(STUDY MATERIAL)

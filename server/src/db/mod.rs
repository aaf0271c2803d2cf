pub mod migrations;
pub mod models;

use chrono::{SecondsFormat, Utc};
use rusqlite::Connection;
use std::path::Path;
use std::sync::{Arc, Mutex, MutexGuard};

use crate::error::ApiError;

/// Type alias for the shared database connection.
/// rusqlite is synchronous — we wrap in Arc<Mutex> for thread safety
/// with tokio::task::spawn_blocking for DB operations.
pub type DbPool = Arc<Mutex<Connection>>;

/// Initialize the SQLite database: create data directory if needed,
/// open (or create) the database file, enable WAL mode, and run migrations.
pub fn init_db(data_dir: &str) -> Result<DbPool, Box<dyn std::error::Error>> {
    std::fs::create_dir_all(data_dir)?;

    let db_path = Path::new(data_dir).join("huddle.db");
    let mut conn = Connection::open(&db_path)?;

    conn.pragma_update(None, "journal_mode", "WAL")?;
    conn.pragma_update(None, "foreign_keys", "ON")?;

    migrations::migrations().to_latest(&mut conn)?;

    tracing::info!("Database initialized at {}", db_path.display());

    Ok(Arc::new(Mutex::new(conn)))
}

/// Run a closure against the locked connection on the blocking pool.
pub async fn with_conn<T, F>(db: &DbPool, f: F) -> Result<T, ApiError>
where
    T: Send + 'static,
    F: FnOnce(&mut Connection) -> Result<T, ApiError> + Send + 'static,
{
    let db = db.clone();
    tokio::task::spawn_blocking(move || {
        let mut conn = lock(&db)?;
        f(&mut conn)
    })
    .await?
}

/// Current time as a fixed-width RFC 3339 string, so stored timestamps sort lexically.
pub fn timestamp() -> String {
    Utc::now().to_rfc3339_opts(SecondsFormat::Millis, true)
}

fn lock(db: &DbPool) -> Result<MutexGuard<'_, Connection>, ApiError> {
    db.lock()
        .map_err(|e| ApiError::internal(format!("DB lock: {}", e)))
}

(End STUDY MATERIAL)

▶ [WHAT IS NEEDED] Please return each line of the data above in which the word "ApiError" occurs.

▶ [EXERCISE ANSWER]
use crate::error::ApiError;
pub async fn with_conn<T, F>(db: &DbPool, f: F) -> Result<T, ApiError>
    F: FnOnce(&mut Connection) -> Result<T, ApiError> + Send + 'static,
fn lock(db: &DbPool) -> Result<MutexGuard<'_, Connection>, ApiError> {
        .map_err(|e| ApiError::internal(format!("DB lock: {}", e)))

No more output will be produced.